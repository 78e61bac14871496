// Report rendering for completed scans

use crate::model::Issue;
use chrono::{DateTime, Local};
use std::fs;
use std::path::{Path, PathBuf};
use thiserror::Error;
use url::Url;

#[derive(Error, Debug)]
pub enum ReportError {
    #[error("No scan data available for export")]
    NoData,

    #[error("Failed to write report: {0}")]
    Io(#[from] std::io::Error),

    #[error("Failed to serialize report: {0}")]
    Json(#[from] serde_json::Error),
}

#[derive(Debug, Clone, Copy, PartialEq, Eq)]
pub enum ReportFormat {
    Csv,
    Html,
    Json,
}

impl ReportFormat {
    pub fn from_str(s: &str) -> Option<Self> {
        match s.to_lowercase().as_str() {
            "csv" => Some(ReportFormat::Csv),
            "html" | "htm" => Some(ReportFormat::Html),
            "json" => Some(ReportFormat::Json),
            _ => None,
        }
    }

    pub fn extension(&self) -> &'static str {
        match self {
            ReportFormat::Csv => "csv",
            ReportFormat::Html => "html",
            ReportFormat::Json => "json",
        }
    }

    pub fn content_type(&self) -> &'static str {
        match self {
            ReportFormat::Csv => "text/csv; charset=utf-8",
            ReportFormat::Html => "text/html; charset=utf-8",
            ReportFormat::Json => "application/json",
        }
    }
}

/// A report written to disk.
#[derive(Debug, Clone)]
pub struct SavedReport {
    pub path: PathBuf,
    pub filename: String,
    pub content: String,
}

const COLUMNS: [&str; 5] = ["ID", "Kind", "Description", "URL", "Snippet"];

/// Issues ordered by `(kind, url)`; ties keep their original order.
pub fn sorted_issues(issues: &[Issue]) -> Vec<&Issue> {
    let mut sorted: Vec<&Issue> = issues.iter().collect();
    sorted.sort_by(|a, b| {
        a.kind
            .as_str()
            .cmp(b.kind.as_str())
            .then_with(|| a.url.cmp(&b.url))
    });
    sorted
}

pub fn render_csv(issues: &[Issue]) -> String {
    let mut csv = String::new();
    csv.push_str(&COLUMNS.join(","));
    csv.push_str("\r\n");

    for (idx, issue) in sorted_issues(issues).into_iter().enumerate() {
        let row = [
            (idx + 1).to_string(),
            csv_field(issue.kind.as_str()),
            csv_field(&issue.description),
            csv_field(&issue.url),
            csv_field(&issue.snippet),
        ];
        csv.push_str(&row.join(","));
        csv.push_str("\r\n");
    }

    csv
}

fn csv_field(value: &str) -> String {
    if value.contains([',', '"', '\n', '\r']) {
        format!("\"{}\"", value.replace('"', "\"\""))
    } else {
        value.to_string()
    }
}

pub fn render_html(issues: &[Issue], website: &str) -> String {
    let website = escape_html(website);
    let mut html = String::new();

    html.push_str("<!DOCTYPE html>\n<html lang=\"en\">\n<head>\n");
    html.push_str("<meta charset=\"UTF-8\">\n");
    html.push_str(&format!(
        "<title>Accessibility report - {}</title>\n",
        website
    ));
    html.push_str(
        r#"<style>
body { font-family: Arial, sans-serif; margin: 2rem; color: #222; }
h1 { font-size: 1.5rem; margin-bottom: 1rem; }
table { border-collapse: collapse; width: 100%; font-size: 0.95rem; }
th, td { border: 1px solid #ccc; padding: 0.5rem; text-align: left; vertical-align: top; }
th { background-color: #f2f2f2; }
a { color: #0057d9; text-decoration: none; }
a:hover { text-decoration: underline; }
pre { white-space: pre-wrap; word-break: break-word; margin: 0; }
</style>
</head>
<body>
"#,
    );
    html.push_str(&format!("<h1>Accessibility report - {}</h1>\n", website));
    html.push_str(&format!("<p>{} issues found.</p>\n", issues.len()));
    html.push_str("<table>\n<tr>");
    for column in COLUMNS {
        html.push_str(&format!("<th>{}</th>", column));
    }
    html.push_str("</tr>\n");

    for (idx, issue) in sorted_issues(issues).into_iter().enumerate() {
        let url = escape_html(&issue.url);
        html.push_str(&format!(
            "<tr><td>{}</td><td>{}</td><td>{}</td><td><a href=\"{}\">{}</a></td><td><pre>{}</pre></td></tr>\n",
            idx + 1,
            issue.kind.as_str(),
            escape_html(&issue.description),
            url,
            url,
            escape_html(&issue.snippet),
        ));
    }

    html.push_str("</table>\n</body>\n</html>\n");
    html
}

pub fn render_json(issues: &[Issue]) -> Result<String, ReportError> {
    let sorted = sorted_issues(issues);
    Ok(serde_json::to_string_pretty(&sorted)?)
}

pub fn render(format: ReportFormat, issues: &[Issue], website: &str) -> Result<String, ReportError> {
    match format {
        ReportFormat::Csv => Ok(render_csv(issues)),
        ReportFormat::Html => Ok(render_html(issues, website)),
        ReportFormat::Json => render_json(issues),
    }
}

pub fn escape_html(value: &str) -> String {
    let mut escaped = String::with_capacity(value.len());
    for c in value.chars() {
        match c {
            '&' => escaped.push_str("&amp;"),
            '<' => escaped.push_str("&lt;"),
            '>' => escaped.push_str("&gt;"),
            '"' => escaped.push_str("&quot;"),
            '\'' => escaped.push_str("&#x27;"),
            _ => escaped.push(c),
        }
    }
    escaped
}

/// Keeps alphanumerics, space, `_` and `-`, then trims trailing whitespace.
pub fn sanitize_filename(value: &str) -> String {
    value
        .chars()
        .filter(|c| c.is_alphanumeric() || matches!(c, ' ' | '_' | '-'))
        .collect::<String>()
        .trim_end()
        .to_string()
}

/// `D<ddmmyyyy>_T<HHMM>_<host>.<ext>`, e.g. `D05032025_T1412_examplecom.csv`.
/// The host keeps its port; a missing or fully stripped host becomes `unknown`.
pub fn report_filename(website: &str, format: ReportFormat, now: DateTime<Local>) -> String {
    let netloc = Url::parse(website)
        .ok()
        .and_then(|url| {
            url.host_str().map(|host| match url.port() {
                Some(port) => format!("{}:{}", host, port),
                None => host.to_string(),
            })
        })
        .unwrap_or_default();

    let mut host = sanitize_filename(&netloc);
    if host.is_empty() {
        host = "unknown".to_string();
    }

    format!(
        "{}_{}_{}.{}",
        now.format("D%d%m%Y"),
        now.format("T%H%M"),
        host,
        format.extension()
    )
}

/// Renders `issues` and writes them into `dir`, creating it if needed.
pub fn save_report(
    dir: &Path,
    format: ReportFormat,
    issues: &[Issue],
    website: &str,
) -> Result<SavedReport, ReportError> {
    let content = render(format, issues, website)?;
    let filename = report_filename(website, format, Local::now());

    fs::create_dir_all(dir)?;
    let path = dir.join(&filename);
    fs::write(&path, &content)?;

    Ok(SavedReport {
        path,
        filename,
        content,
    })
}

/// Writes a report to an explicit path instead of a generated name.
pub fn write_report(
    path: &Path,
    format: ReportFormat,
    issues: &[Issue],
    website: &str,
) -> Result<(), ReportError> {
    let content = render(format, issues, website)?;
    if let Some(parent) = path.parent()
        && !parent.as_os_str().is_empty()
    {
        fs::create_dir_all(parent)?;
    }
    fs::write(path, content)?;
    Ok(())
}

Work order: The full listing has to be duplicated exactly.

Task response:
repository 78e61bac14871496
// Report rendering for completed scans

use crate::model::Issue;
use chrono::{DateTime, Local};
use std::fs;
use std::path::{Path, PathBuf};
use thiserror::Error;
use url::Url;

#[derive(Error, Debug)]
pub enum ReportError {
    #[error("No scan data available for export")]
    NoData,

    #[error("Failed to write report: {0}")]
    Io(#[from] std::io::Error),

    #[error("Failed to serialize report: {0}")]
    Json(#[from] serde_json::Error),
}

#[derive(Debug, Clone, Copy, PartialEq, Eq)]
pub enum ReportFormat {
    Csv,
    Html,
    Json,
}

impl ReportFormat {
    pub fn from_str(s: &str) -> Option<Self> {
        match s.to_lowercase().as_str() {
            "csv" => Some(ReportFormat::Csv),
            "html" | "htm" => Some(ReportFormat::Html),
            "json" => Some(ReportFormat::Json),
            _ => None,
        }
    }

    pub fn extension(&self) -> &'static str {
        match self {
            ReportFormat::Csv => "csv",
            ReportFormat::Html => "html",
            ReportFormat::Json => "json",
        }
    }

    pub fn content_type(&self) -> &'static str {
        match self {
            ReportFormat::Csv => "text/csv; charset=utf-8",
            ReportFormat::Html => "text/html; charset=utf-8",
            ReportFormat::Json => "application/json",
        }
    }
}

/// A report written to disk.
#[derive(Debug, Clone)]
pub struct SavedReport {
    pub path: PathBuf,
    pub filename: String,
    pub content: String,
}

const COLUMNS: [&str; 5] = ["ID", "Kind", "Description", "URL", "Snippet"];

/// Issues ordered by `(kind, url)`; ties keep their original order.
pub fn sorted_issues(issues: &[Issue]) -> Vec<&Issue> {
    let mut sorted: Vec<&Issue> = issues.iter().collect();
    sorted.sort_by(|a, b| {
        a.kind
            .as_str()
            .cmp(b.kind.as_str())
            .then_with(|| a.url.cmp(&b.url))
    });
    sorted
}

pub fn render_csv(issues: &[Issue]) -> String {
    let mut csv = String::new();
    csv.push_str(&COLUMNS.join(","));
    csv.push_str("\r\n");

    for (idx, issue) in sorted_issues(issues).into_iter().enumerate() {
        let row = [
            (idx + 1).to_string(),
            csv_field(issue.kind.as_str()),
            csv_field(&issue.description),
            csv_field(&issue.url),
            csv_field(&issue.snippet),
        ];
        csv.push_str(&row.join(","));
        csv.push_str("\r\n");
    }

    csv
}

fn csv_field(value: &str) -> String {
    if value.contains([',', '"', '\n', '\r']) {
        format!("\"{}\"", value.replace('"', "\"\""))
    } else {
        value.to_string()
    }
}

pub fn render_html(issues: &[Issue], website: &str) -> String {
    let website = escape_html(website);
    let mut html = String::new();

    html.push_str("<!DOCTYPE html>\n<html lang=\"en\">\n<head>\n");
    html.push_str("<meta charset=\"UTF-8\">\n");
    html.push_str(&format!(
        "<title>Accessibility report - {}</title>\n",
        website
    ));
    html.push_str(
        r#"<style>
body { font-family: Arial, sans-serif; margin: 2rem; color: #222; }
h1 { font-size: 1.5rem; margin-bottom: 1rem; }
table { border-collapse: collapse; width: 100%; font-size: 0.95rem; }
th, td { border: 1px solid #ccc; padding: 0.5rem; text-align: left; vertical-align: top; }
th { background-color: #f2f2f2; }
a { color: #0057d9; text-decoration: none; }
a:hover { text-decoration: underline; }
pre { white-space: pre-wrap; word-break: break-word; margin: 0; }
</style>
</head>
<body>
"#,
    );
    html.push_str(&format!("<h1>Accessibility report - {}</h1>\n", website));
    html.push_str(&format!("<p>{} issues found.</p>\n", issues.len()));
    html.push_str("<table>\n<tr>");
    for column in COLUMNS {
        html.push_str(&format!("<th>{}</th>", column));
    }
    html.push_str("</tr>\n");

    for (idx, issue) in sorted_issues(issues).into_iter().enumerate() {
        let url = escape_html(&issue.url);
        html.push_str(&format!(
            "<tr><td>{}</td><td>{}</td><td>{}</td><td><a href=\"{}\">{}</a></td><td><pre>{}</pre></td></tr>\n",
            idx + 1,
            issue.kind.as_str(),
            escape_html(&issue.description),
            url,
            url,
            escape_html(&issue.snippet),
        ));
    }

    html.push_str("</table>\n</body>\n</html>\n");
    html
}

pub fn render_json(issues: &[Issue]) -> Result<String, ReportError> {
    let sorted = sorted_issues(issues);
    Ok(serde_json::to_string_pretty(&sorted)?)
}

pub fn render(format: ReportFormat, issues: &[Issue], website: &str) -> Result<String, ReportError> {
    match format {
        ReportFormat::Csv => Ok(render_csv(issues)),
        ReportFormat::Html => Ok(render_html(issues, website)),
        ReportFormat::Json => render_json(issues),
    }
}

pub fn escape_html(value: &str) -> String {
    let mut escaped = String::with_capacity(value.len());
    for c in value.chars() {
        match c {
            '&' => escaped.push_str("&amp;"),
            '<' => escaped.push_str("&lt;"),
            '>' => escaped.push_str("&gt;"),
            '"' => escaped.push_str("&quot;"),
            '\'' => escaped.push_str("&#x27;"),
            _ => escaped.push(c),
        }
    }
    escaped
}

/// Keeps alphanumerics, space, `_` and `-`, then trims trailing whitespace.
pub fn sanitize_filename(value: &str) -> String {
    value
        .chars()
        .filter(|c| c.is_alphanumeric() || matches!(c, ' ' | '_' | '-'))
        .collect::<String>()
        .trim_end()
        .to_string()
}

/// `D<ddmmyyyy>_T<HHMM>_<host>.<ext>`, e.g. `D05032025_T1412_examplecom.csv`.
/// The host keeps its port; a missing or fully stripped host becomes `unknown`.
pub fn report_filename(website: &str, format: ReportFormat, now: DateTime<Local>) -> String {
    let netloc = Url::parse(website)
        .ok()
        .and_then(|url| {
            url.host_str().map(|host| match url.port() {
                Some(port) => format!("{}:{}", host, port),
                None => host.to_string(),
            })
        })
        .unwrap_or_default();

    let mut host = sanitize_filename(&netloc);
    if host.is_empty() {
        host = "unknown".to_string();
    }

    format!(
        "{}_{}_{}.{}",
        now.format("D%d%m%Y"),
        now.format("T%H%M"),
        host,
        format.extension()
    )
}

/// Renders `issues` and writes them into `dir`, creating it if needed.
pub fn save_report(
    dir: &Path,
    format: ReportFormat,
    issues: &[Issue],
    website: &str,
) -> Result<SavedReport, ReportError> {
    let content = render(format, issues, website)?;
    let filename = report_filename(website, format, Local::now());

    fs::create_dir_all(dir)?;
    let path = dir.join(&filename);
    fs::write(&path, &content)?;

    Ok(SavedReport {
        path,
        filename,
        content,
    })
}

/// Writes a report to an explicit path instead of a generated name.
pub fn write_report(
    path: &Path,
    format: ReportFormat,
    issues: &[Issue],
    website: &str,
) -> Result<(), ReportError> {
    let content = render(format, issues, website)?;
    if let Some(parent) = path.parent()
        && !parent.as_os_str().is_empty()
    {
        fs::create_dir_all(parent)?;
    }
    fs::write(path, content)?;
    Ok(())
}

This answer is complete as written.